## THE PROBLEM
Below are lines of data. Give the number of them that contain the string "Visible", and nothing else.
'''
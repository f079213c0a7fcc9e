//! Fill pipeline for fieldfill.
//!
//! This crate ties the scanner, the completion provider and the DOM together
//! into the two cooperating contexts of a fill session:
//! - the page side ([`page::PageSession`]): scan, dispatch, apply, banner
//! - the background side ([`coordinator::Coordinator`]): fan-out to the provider
//!
//! The two sides talk over a typed request/response [`bus`].

pub mod banner;
pub mod bus;
pub mod coordinator;
pub mod executor;
pub mod orchestrator;
pub mod page;
pub mod protocol;
pub mod state;
pub mod timers;

use std::sync::Arc;

use fieldfill_dom::Document;

/// The page DOM, shared between the session and its deferred visual resets.
pub type SharedDocument = Arc<tokio::sync::Mutex<Document>>;

/// Wrap a parsed document for use by a [`page::PageSession`].
pub fn share(doc: Document) -> SharedDocument {
    Arc::new(tokio::sync::Mutex::new(doc))
}
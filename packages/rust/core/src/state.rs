//! Per-field lifecycle across one page session.
//!
//! `Discovered → Dispatched → {Filled | Failed} → Cleared`

use std::collections::HashMap;
use std::fmt;
use std::sync::{Arc, Mutex, MutexGuard};

use fieldfill_shared::{FieldFillError, FieldId, Result};

#[derive(Debug, Clone, Copy, PartialEq, Eq, Hash)]
pub enum FieldState {
    Discovered,
    Dispatched,
    Filled,
    Failed,
    /// Visual feedback has been reset; the value is untouched.
    Cleared,
}

impl FieldState {
    fn can_become(self, next: FieldState) -> bool {
        use FieldState::*;
        matches!(
            (self, next),
            (Discovered, Dispatched)
                | (Dispatched, Filled)
                | (Dispatched, Failed)
                | (Filled, Cleared)
                | (Failed, Cleared)
        )
    }
}

impl fmt::Display for FieldState {
    fn fmt(&self, f: &mut fmt::Formatter<'_>) -> fmt::Result {
        let s = match self {
            Self::Discovered => "discovered",
            Self::Dispatched => "dispatched",
            Self::Filled => "filled",
            Self::Failed => "failed",
            Self::Cleared => "cleared",
        };
        f.write_str(s)
    }
}

/// Shared state table, cloned into deferred resets.
#[derive(Debug, Clone, Default)]
pub struct FieldTracker {
    states: Arc<Mutex<HashMap<FieldId, FieldState>>>,
}

impl FieldTracker {
    pub fn new() -> Self {
        Self::default()
    }

    fn lock(&self) -> MutexGuard<'_, HashMap<FieldId, FieldState>> {
        self.states.lock().unwrap_or_else(|poisoned| poisoned.into_inner())
    }

    pub fn get(&self, id: &FieldId) -> Option<FieldState> {
        self.lock().get(id).copied()
    }

    /// Record a freshly scanned field. Rescanning restarts its lifecycle.
    pub fn discover(&self, id: &FieldId) {
        self.lock().insert(id.clone(), FieldState::Discovered);
    }

    /// Move `id` to `next`, rejecting transitions outside the lifecycle.
    pub fn advance(&self, id: &FieldId, next: FieldState) -> Result<()> {
        let mut states = self.lock();
        let current = states
            .get(id)
            .copied()
            .ok_or_else(|| FieldFillError::validation(format!("unknown field {id}")))?;
        if !current.can_become(next) {
            return Err(FieldFillError::validation(format!(
                "field {id} cannot go from {current} to {next}"
            )));
        }
        states.insert(id.clone(), next);
        Ok(())
    }
}
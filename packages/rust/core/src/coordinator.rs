//! Background side: answers [`BackgroundRequest`]s from page sessions.

use std::sync::Arc;

use tokio::sync::Semaphore;
use tokio::task::JoinHandle;
use tracing::{info, instrument, warn};

use fieldfill_provider::ProviderFactory;
use fieldfill_shared::FieldDescriptor;

use crate::orchestrator::{self, Orchestrator};
use crate::protocol::{BackgroundReceiver, BackgroundRequest, BackgroundResponse};

pub const MISSING_KEY_MESSAGE: &str = "API key not provided";
pub const NO_FIELDS_MESSAGE: &str = "No fields to process";
pub const CONNECTION_OK_MESSAGE: &str = "API connection successful";

/// Handles every request on its own task; all batches share one set of
/// concurrency slots.
pub struct Coordinator {
    factory: Arc<dyn ProviderFactory>,
    slots: Option<Arc<Semaphore>>,
}

impl Coordinator {
    pub fn new(factory: Arc<dyn ProviderFactory>, max_concurrency: usize) -> Self {
        Self {
            factory,
            slots: orchestrator::slots(max_concurrency),
        }
    }

    /// Start serving on the current runtime.
    pub fn spawn(self, rx: BackgroundReceiver) -> JoinHandle<()> {
        tokio::spawn(Arc::new(self).serve(rx))
    }

    /// Serve until every [`crate::protocol::BackgroundClient`] is dropped.
    pub async fn serve(self: Arc<Self>, mut rx: BackgroundReceiver) {
        while let Some(envelope) = rx.recv().await {
            let this = self.clone();
            tokio::spawn(async move {
                let (id, request, responder) = envelope.into_parts();
                let response = this.handle(request).await;
                if let Err(e) = responder.respond(response) {
                    warn!(%id, error = %e, "reply could not be delivered");
                }
            });
        }
        info!("background bus closed, coordinator stopping");
    }

    pub async fn handle(&self, request: BackgroundRequest) -> BackgroundResponse {
        match request {
            BackgroundRequest::ProcessFields {
                fields,
                system_prompt,
                api_key,
            } => {
                let Some(key) = usable_key(api_key.as_deref()) else {
                    return BackgroundResponse::error(MISSING_KEY_MESSAGE);
                };
                if fields.is_empty() {
                    return BackgroundResponse::error(NO_FIELDS_MESSAGE);
                }
                self.process_fields(&fields, &system_prompt, key).await
            }
            BackgroundRequest::TestConnection { api_key } => {
                let Some(key) = usable_key(api_key.as_deref()) else {
                    return BackgroundResponse::error(MISSING_KEY_MESSAGE);
                };
                self.test_connection(key).await
            }
        }
    }

    #[instrument(skip_all, fields(fields = fields.len()))]
    async fn process_fields(
        &self,
        fields: &[FieldDescriptor],
        system_prompt: &str,
        api_key: &str,
    ) -> BackgroundResponse {
        let provider = match self.factory.create(api_key) {
            Ok(provider) => provider,
            Err(e) => return BackgroundResponse::error(e.to_string()),
        };
        let orchestrator = Orchestrator::with_slots(provider, self.slots.clone());
        BackgroundResponse::results(orchestrator.process_batch(fields, system_prompt).await)
    }

    #[instrument(skip_all)]
    async fn test_connection(&self, api_key: &str) -> BackgroundResponse {
        let result = match self.factory.create(api_key) {
            Ok(provider) => provider.test_connection().await,
            Err(e) => Err(e),
        };
        match result {
            Ok(()) => {
                info!("connection test passed");
                BackgroundResponse::message(CONNECTION_OK_MESSAGE)
            }
            Err(e) => {
                warn!(error = %e, "connection test failed");
                BackgroundResponse::error(e.to_string())
            }
        }
    }
}

fn usable_key(key: Option<&str>) -> Option<&str> {
    key.map(str::trim).filter(|k| !k.is_empty())
}

#[cfg(test)]
mod tests {
    use super::*;
    use async_trait::async_trait;
    use fieldfill_provider::CompletionProvider;
    use fieldfill_shared::{FieldFillError, FieldId, FieldKind, Result};
    use std::sync::Mutex;

    struct Echo;

    #[async_trait]
    impl CompletionProvider for Echo {
        async fn complete(&self, field: &FieldDescriptor, _system_prompt: &str) -> Result<String> {
            Ok(format!("value for {}", field.label))
        }

        async fn test_connection(&self) -> Result<()> {
            Err(FieldFillError::Auth("HTTP 401: bad key".into()))
        }

        fn name(&self) -> &str {
            "echo"
        }
    }

    /// Records the keys it was asked to build providers for.
    #[derive(Default)]
    struct Recording {
        keys: Mutex<Vec<String>>,
    }

    impl ProviderFactory for Recording {
        fn create(&self, api_key: &str) -> Result<Arc<dyn CompletionProvider>> {
            self.keys.lock().unwrap().push(api_key.to_string());
            Ok(Arc::new(Echo))
        }
    }

    fn field(n: u64, label: &str) -> FieldDescriptor {
        FieldDescriptor {
            id: FieldId::from_index(n),
            kind: FieldKind::Text,
            tag_name: "input".into(),
            name: String::new(),
            placeholder: String::new(),
            required: false,
            max_length: None,
            label: label.into(),
            context: String::new(),
        }
    }

    #[tokio::test]
    async fn process_fields_uses_request_key() {
        let factory = Arc::new(Recording::default());
        let coordinator = Coordinator::new(factory.clone(), 4);

        let response = coordinator
            .handle(BackgroundRequest::ProcessFields {
                fields: vec![field(0, "Name"), field(1, "City")],
                system_prompt: "p".into(),
                api_key: Some("sk-ant-abc".into()),
            })
            .await;

        assert!(response.success);
        let results = response.results.unwrap();
        assert_eq!(results.len(), 2);
        assert!(results.iter().any(|r| r.value == "value for City"));
        assert_eq!(*factory.keys.lock().unwrap(), ["sk-ant-abc"]);
    }

    #[tokio::test]
    async fn rejects_missing_key_and_empty_batch() {
        let coordinator = Coordinator::new(Arc::new(Recording::default()), 4);

        let response = coordinator
            .handle(BackgroundRequest::ProcessFields {
                fields: vec![field(0, "Name")],
                system_prompt: "p".into(),
                api_key: Some("  ".into()),
            })
            .await;
        assert_eq!(response, BackgroundResponse::error(MISSING_KEY_MESSAGE));

        let response = coordinator
            .handle(BackgroundRequest::ProcessFields {
                fields: vec![],
                system_prompt: "p".into(),
                api_key: Some("sk-ant-abc".into()),
            })
            .await;
        assert_eq!(response, BackgroundResponse::error(NO_FIELDS_MESSAGE));
    }

    #[tokio::test]
    async fn connection_test_reports_provider_error() {
        let coordinator = Coordinator::new(Arc::new(Recording::default()), 4);
        let response = coordinator
            .handle(BackgroundRequest::TestConnection {
                api_key: Some("sk-ant-abc".into()),
            })
            .await;
        assert!(!response.success);
        assert_eq!(
            response.error.as_deref(),
            Some("authentication failed: HTTP 401: bad key")
        );
    }

    #[tokio::test]
    async fn serves_over_the_bus() {
        let (client, rx) = crate::bus::channel(8);
        let handle = Coordinator::new(Arc::new(Recording::default()), 4).spawn(rx);

        let response = client
            .request(BackgroundRequest::TestConnection { api_key: None })
            .await
            .unwrap();
        assert_eq!(response.error.as_deref(), Some(MISSING_KEY_MESSAGE));

        drop(client);
        handle.await.unwrap();
    }
}
//! Inline-style handling, computed style and nominal geometry.
//!
//! Only inline `style` attributes, the `hidden` attribute and the UA defaults
//! for non-rendered elements are taken into account. There is no cascade from
//! stylesheets and no layout; sizes come from inline `width`/`height` or a
//! per-tag default.

use crate::document::{Document, NodeId};

/// Tags the UA stylesheet never renders.
const NON_RENDERED_TAGS: &[&str] = &["head", "script", "style", "template", "title", "meta", "link"];

#[derive(Debug, Clone, Copy, PartialEq, Eq)]
pub enum Display {
    None,
    Other,
}

#[derive(Debug, Clone, Copy, PartialEq, Eq)]
pub enum Visibility {
    Visible,
    Hidden,
}

/// The two computed properties the scanner looks at.
#[derive(Debug, Clone, Copy, PartialEq, Eq)]
pub struct ComputedStyle {
    pub display: Display,
    pub visibility: Visibility,
}

#[derive(Debug, Clone, Copy, PartialEq, Default)]
pub struct Rect {
    pub width: f64,
    pub height: f64,
}

impl Rect {
    pub fn is_empty(&self) -> bool {
        self.width == 0.0 || self.height == 0.0
    }
}

/// Split a `style` attribute into lowercase property names and trimmed values.
pub fn parse_declarations(style: &str) -> Vec<(String, String)> {
    style
        .split(';')
        .filter_map(|decl| {
            let (name, value) = decl.split_once(':')?;
            let name = name.trim().to_ascii_lowercase();
            let value = value.trim().trim_end_matches("!important").trim();
            (!name.is_empty()).then(|| (name, value.to_string()))
        })
        .collect()
}

fn serialize_declarations(decls: &[(String, String)]) -> String {
    decls
        .iter()
        .map(|(k, v)| format!("{k}: {v};"))
        .collect::<Vec<_>>()
        .join(" ")
}

/// Parse a CSS length to pixels. `None` for `auto`, percentages of unknown
/// containers and anything else we can't resolve, except that any zero is 0.
fn parse_length(value: &str) -> Option<f64> {
    let v = value.trim().to_ascii_lowercase();
    let numeric = v.trim_end_matches(|c: char| c.is_ascii_alphabetic() || c == '%');
    let n: f64 = numeric.trim().parse().ok()?;
    if n == 0.0 {
        return Some(0.0);
    }
    if v.ends_with("px") || numeric.len() == v.len() {
        return Some(n);
    }
    None
}

fn default_size(tag: &str) -> Rect {
    match tag {
        "input" => Rect {
            width: 150.0,
            height: 21.0,
        },
        "textarea" => Rect {
            width: 180.0,
            height: 36.0,
        },
        _ => Rect {
            width: 100.0,
            height: 18.0,
        },
    }
}

impl Document {
    /// Inline style value for `property`, if declared.
    pub fn style_property(&self, id: NodeId, property: &str) -> Option<String> {
        let style = self.attr(id, "style")?;
        parse_declarations(style)
            .into_iter()
            .rev()
            .find(|(k, _)| k.eq_ignore_ascii_case(property))
            .map(|(_, v)| v)
    }

    /// Set (or with `None`, remove) one inline style property.
    pub fn set_style_property(&mut self, id: NodeId, property: &str, value: Option<&str>) {
        let property = property.to_ascii_lowercase();
        let mut decls = self
            .attr(id, "style")
            .map(parse_declarations)
            .unwrap_or_default();
        decls.retain(|(k, _)| *k != property);
        if let Some(v) = value {
            decls.push((property, v.to_string()));
        }

        if decls.is_empty() {
            self.remove_attr(id, "style");
        } else {
            let style = serialize_declarations(&decls);
            self.set_attr(id, "style", &style);
        }
    }

    fn own_display(&self, id: NodeId) -> Display {
        let Some(el) = self.element(id) else {
            return Display::Other;
        };
        if let Some(d) = self.style_property(id, "display") {
            return if d.eq_ignore_ascii_case("none") {
                Display::None
            } else {
                Display::Other
            };
        }
        let hidden_input = el.tag == "input"
            && el.attr("type").is_some_and(|t| t.eq_ignore_ascii_case("hidden"));
        if el.attr("hidden").is_some() || hidden_input || NON_RENDERED_TAGS.contains(&el.tag.as_str())
        {
            Display::None
        } else {
            Display::Other
        }
    }

    /// Computed `display` is the element's own; `visibility` inherits.
    pub fn computed_style(&self, id: NodeId) -> ComputedStyle {
        let visibility = std::iter::once(id)
            .chain(self.ancestors(id))
            .find_map(|n| self.style_property(n, "visibility"))
            .map(|v| match v.to_ascii_lowercase().as_str() {
                "hidden" | "collapse" => Visibility::Hidden,
                _ => Visibility::Visible,
            })
            .unwrap_or(Visibility::Visible);

        ComputedStyle {
            display: self.own_display(id),
            visibility,
        }
    }

    /// Nominal border box. Empty when detached or when the element or any
    /// ancestor is not rendered.
    pub fn bounding_box(&self, id: NodeId) -> Rect {
        let Some(el) = self.element(id) else {
            return Rect::default();
        };
        if !self.is_connected(id) {
            return Rect::default();
        }
        let not_rendered = std::iter::once(id)
            .chain(self.ancestors(id))
            .any(|n| self.own_display(n) == Display::None);
        if not_rendered {
            return Rect::default();
        }

        let mut rect = default_size(&el.tag);
        if let Some(w) = self.style_property(id, "width").and_then(|v| parse_length(&v)) {
            rect.width = w;
        }
        if let Some(h) = self.style_property(id, "height").and_then(|v| parse_length(&v)) {
            rect.height = h;
        }
        rect
    }
}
'''
## WORKED SOLUTION
3